● **TASK GOAL**:
Output verbatim the lines beginning at the one that contains "use super::succeeded;" and ending at the last line of the material, inclusive of both.

● **TASK DATA**:
▼▼▼
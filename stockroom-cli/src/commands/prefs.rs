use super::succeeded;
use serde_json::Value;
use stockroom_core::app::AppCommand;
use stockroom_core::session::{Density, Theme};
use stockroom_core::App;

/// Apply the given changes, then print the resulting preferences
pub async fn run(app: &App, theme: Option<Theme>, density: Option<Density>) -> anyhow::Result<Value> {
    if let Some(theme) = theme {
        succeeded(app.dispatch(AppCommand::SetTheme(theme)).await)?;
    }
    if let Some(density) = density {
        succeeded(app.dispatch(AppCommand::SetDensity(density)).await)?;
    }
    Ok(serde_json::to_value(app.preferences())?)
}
▲▲▲
● **SOLUTION BELOW**:
use super::succeeded;
use serde_json::Value;
use stockroom_core::app::AppCommand;
use stockroom_core::session::{Density, Theme};
use stockroom_core::App;

/// Apply the given changes, then print the resulting preferences
pub async fn run(app: &App, theme: Option<Theme>, density: Option<Density>) -> anyhow::Result<Value> {
    if let Some(theme) = theme {
        succeeded(app.dispatch(AppCommand::SetTheme(theme)).await)?;
    }
    if let Some(density) = density {
        succeeded(app.dispatch(AppCommand::SetDensity(density)).await)?;
    }
    Ok(serde_json::to_value(app.preferences())?)
}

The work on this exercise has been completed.